NEW YORK – Bio-Rad has commercially launched its single-cell chromatin profiling assay, which is based on transposase accessible chromatin by sequencing (ATAC-seq) technology, and has demonstrated its utility in a collaboration with researchers at the Broad Institute and elsewhere.

The launch follows Bio-Rad's announcement of the assay last year, when the company said that it was making it available to early-access users. The SureCell ATAC-Seq library prep kit runs on Bio-Rad's droplet-based ddSeq Single-Cell Isolator instrument and comes with an analysis toolkit.

The commercial availability of the assay coincides with a new paper published by Bio-Rad in Nature Biotechnology this week in collaboration with ATAC-seq pioneer Jason Buenrostro, a professor at Harvard University, and others. The paper describes some of the platform's technical specifications and shows off product refinements and avenues of research made possible by looking at open chromatin.

"Having peer-reviewed technology is of critical importance to the adoption and advancement of science," Buenrostro said. "In that way, this is a big milestone."

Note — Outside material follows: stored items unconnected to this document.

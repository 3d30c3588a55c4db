use std::path::{Path, PathBuf};

use serde::Deserialize;
use tracing::warn;

/// Name of the optional config file looked up in the dispatcher root.
pub const CONFIG_FILE: &str = "file-commander.toml";

/// Command file name used when neither the CLI nor the config names one.
pub const DEFAULT_COMMAND_FILE: &str = "command.txt";

/// Configuration loaded from `file-commander.toml` in the dispatcher root.
#[derive(Debug, Deserialize, Default, PartialEq, Eq)]
#[serde(deny_unknown_fields)]
pub struct CommanderConfig {
    /// Command file path, relative to the root unless absolute.
    pub command_file: Option<PathBuf>,
    /// Debounce window for change events in milliseconds. Absent means every
    /// raw change event is dispatched.
    pub debounce_ms: Option<u64>,
}

impl CommanderConfig {
    /// Load configuration from `file-commander.toml` in the given root directory.
    ///
    /// Returns a default (empty) configuration if the file does not exist or cannot be parsed.
    pub fn load(root: &Path) -> Self {
        let config_path = root.join(CONFIG_FILE);

        if !config_path.exists() {
            return Self::default();
        }

        match std::fs::read_to_string(&config_path) {
            Ok(contents) => match toml::from_str::<Self>(&contents) {
                Ok(config) => config,
                Err(err) => {
                    warn!("failed to parse {CONFIG_FILE}: {err}. Using defaults.");
                    Self::default()
                }
            },
            Err(err) => {
                warn!("failed to read {CONFIG_FILE}: {err}. Using defaults.");
                Self::default()
            }
        }
    }

    /// Resolve the command file: CLI override, then config, then `command.txt`.
    /// Relative paths are joined onto `root`.
    pub fn command_file(&self, root: &Path, cli_override: Option<&Path>) -> PathBuf {
        let chosen = cli_override
            .or(self.command_file.as_deref())
            .unwrap_or(Path::new(DEFAULT_COMMAND_FILE));
        if chosen.is_absolute() {
            chosen.to_path_buf()
        } else {
            root.join(chosen)
        }
    }

    /// Resolve the debounce window: CLI override, then config.
    pub fn debounce_ms(&self, cli_override: Option<u64>) -> Option<u64> {
        cli_override.or(self.debounce_ms)
    }
}

/// Directory the dispatcher treats as home: the executable's own directory.
pub fn default_root() -> anyhow::Result<PathBuf> {
    let exe = std::env::current_exe()?;
    exe.parent()
        .map(Path::to_path_buf)
        .ok_or_else(|| anyhow::anyhow!("executable path {} has no parent", exe.display()))
}
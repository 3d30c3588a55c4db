use std::path::PathBuf;

/// Watch event after classification.
#[derive(Debug, Clone, PartialEq, Eq)]
pub enum WatchEvent {
    /// The command file's content changed; run a dispatch cycle.
    Changed(PathBuf),
    /// The command file was removed or renamed away. Not dispatched.
    Gone(PathBuf),
}
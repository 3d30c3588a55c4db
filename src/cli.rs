use std::path::PathBuf;

use clap::{Parser, Subcommand};

/// Watch a command file and turn free-text commands into file operations.
///
/// Recognised commands (the whole file is one command):
///   create a file <path>
///   delete the file <path>
///   rename the file <source> to <destination>
///   add to the file <path> this content: <content>
#[derive(Parser, Debug)]
#[command(
    name = "file-commander",
    version,
    about,
    long_about = None,
    propagate_version = true,
    verbatim_doc_comment,
)]
pub struct Cli {
    /// Log debug output, including ignored watcher events.
    #[arg(short, long, global = true)]
    pub verbose: bool,

    #[command(subcommand)]
    pub command: Commands,
}

#[derive(Subcommand, Debug)]
pub enum Commands {
    /// Watch the command file and dispatch its content on every change.
    ///
    /// Runs until interrupted with Ctrl-C.
    Watch {
        /// Directory holding `file-commander.toml` and, by default, `command.txt`.
        /// Defaults to the directory containing this executable.
        #[arg(long)]
        root: Option<PathBuf>,

        /// Command file to watch (relative to the root unless absolute).
        #[arg(long)]
        command_file: Option<PathBuf>,

        /// Coalesce change events arriving within this many milliseconds.
        /// Without it every change event is dispatched.
        #[arg(long)]
        debounce_ms: Option<u64>,
    },

    /// Dispatch a single command once, without watching.
    ///
    /// Exits non-zero if the operation failed or the command was not recognised.
    Exec {
        /// Command words, joined with single spaces (e.g. `create a file notes.txt`).
        #[arg(required = true, num_args = 1.., trailing_var_arg = true)]
        words: Vec<String>,
    },
}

According to the paper, the Bio-Rad platform provides 100,000 nuclear reads per cell and a cell capture efficiency between 65 to 90 percent. The paper showed a transcription start site (TSS) enrichment value of 30.

Bio-Rad said its platform can analyze 5,000 cells per sample, or 20,000 cells per experiment, but Buenrostro noted that the system could be pushed even harder. "We developed a new approach to get more throughput that is not part of the standard product," he said. By using a barcoded transposase, for example, his team was able to get approximately 10 times more cells per experiment than the off-the-shelf assay.

"The paper by Buenrostro and colleagues highlights the rapid progress in scaling up single-cell epigenomics," Stanford University Professor Howard Chang said in an email. Chang's lab is collaborating with 10x Genomics on a study to highlight that firm's ATAC-seq assay. "The authors combine two powerful technologies: droplet-based microfluidics and combinatorial indexing. The data are very high quality and I think this would open the door for many applications.”

Carolyn Reifsnyder, director of global marketing at Bio-Rad's digital biology group, added that Bio-Rad has developed novel bead overloading and sequence deconvoluting technology that enabled the high end of the cell capture efficiency range, and has filed for patents on the biochemistry and bioinformatics of that. "We've got our dropletsworking a lot harder," she said.

The ATAC-seq method, developed by Buenrostro while he was a graduate student at Stanford University, together with Stanford professors Howard Chang and William Greenleaf, measures open chromatin using a Tn5 transposase enzyme that inserts sequencing adapters into accessible regions of the genome. The single-cell implementation of this technique uses PCR to amply DNA from cells with barcoded primers prior to next-generation sequencing and analysis.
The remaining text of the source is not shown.